[Provided records]

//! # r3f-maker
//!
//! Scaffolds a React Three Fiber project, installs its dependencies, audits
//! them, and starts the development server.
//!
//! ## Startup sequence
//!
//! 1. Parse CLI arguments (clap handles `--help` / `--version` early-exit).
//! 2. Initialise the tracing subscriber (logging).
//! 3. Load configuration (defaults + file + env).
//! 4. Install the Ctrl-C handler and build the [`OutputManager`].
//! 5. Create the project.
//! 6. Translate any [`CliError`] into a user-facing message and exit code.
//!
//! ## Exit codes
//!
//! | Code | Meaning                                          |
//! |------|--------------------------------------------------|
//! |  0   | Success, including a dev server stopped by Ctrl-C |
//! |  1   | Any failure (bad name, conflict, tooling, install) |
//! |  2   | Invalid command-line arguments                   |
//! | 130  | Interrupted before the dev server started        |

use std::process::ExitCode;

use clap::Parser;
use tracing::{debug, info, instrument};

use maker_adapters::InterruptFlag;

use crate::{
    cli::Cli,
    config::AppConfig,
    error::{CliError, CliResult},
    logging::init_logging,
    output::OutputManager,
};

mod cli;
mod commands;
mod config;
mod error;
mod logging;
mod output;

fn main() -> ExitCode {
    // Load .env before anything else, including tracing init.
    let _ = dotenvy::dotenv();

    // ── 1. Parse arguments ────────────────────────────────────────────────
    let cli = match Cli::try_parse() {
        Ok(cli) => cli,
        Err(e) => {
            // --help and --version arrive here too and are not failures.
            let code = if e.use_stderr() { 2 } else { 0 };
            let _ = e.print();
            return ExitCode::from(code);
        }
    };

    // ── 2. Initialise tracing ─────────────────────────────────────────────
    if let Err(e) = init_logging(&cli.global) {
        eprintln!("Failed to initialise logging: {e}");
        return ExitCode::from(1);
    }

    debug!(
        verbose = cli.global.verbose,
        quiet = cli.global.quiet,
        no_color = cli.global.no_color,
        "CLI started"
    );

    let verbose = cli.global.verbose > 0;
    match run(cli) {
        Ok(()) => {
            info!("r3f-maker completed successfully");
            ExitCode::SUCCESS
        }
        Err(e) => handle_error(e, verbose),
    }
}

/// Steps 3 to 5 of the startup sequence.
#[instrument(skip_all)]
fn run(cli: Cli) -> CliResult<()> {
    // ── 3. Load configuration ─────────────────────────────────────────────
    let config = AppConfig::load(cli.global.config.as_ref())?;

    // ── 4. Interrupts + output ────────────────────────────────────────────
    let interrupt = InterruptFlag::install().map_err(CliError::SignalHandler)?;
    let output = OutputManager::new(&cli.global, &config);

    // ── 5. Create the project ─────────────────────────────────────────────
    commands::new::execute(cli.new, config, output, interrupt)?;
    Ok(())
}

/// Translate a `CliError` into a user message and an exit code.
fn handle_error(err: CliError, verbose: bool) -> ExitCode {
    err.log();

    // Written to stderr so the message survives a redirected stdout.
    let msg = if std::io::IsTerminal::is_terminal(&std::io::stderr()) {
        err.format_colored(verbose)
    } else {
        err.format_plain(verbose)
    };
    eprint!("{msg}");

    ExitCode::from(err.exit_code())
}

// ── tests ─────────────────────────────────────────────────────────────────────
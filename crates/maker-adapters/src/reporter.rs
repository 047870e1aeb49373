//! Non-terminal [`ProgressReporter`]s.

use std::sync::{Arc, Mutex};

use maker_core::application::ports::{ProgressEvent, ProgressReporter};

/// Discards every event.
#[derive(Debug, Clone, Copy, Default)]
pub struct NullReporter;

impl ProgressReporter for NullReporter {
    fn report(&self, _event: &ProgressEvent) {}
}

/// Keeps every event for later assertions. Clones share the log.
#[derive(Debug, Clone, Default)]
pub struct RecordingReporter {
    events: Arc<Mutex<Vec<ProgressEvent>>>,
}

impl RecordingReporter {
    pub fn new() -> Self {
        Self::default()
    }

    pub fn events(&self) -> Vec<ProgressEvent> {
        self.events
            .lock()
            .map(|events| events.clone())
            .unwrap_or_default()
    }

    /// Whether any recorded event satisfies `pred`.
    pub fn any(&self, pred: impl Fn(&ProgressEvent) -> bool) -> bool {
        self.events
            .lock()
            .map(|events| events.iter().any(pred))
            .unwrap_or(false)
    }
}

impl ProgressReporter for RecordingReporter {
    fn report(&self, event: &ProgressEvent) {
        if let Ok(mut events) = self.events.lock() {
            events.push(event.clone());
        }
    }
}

[/Provided records]

## Work request
From the material above, set down exactly the lines between the line holding "use std::process::ExitCode;" and the line holding "let verbose = cli.global.verbose > 0;", inclusive. Include nothing else.

## Task result
use std::process::ExitCode;

use clap::Parser;
use tracing::{debug, info, instrument};

use maker_adapters::InterruptFlag;

use crate::{
    cli::Cli,
    config::AppConfig,
    error::{CliError, CliResult},
    logging::init_logging,
    output::OutputManager,
};

mod cli;
mod commands;
mod config;
mod error;
mod logging;
mod output;

fn main() -> ExitCode {
    // Load .env before anything else, including tracing init.
    let _ = dotenvy::dotenv();

    // ── 1. Parse arguments ────────────────────────────────────────────────
    let cli = match Cli::try_parse() {
        Ok(cli) => cli,
        Err(e) => {
            // --help and --version arrive here too and are not failures.
            let code = if e.use_stderr() { 2 } else { 0 };
            let _ = e.print();
            return ExitCode::from(code);
        }
    };

    // ── 2. Initialise tracing ─────────────────────────────────────────────
    if let Err(e) = init_logging(&cli.global) {
        eprintln!("Failed to initialise logging: {e}");
        return ExitCode::from(1);
    }

    debug!(
        verbose = cli.global.verbose,
        quiet = cli.global.quiet,
        no_color = cli.global.no_color,
        "CLI started"
    );

    let verbose = cli.global.verbose > 0;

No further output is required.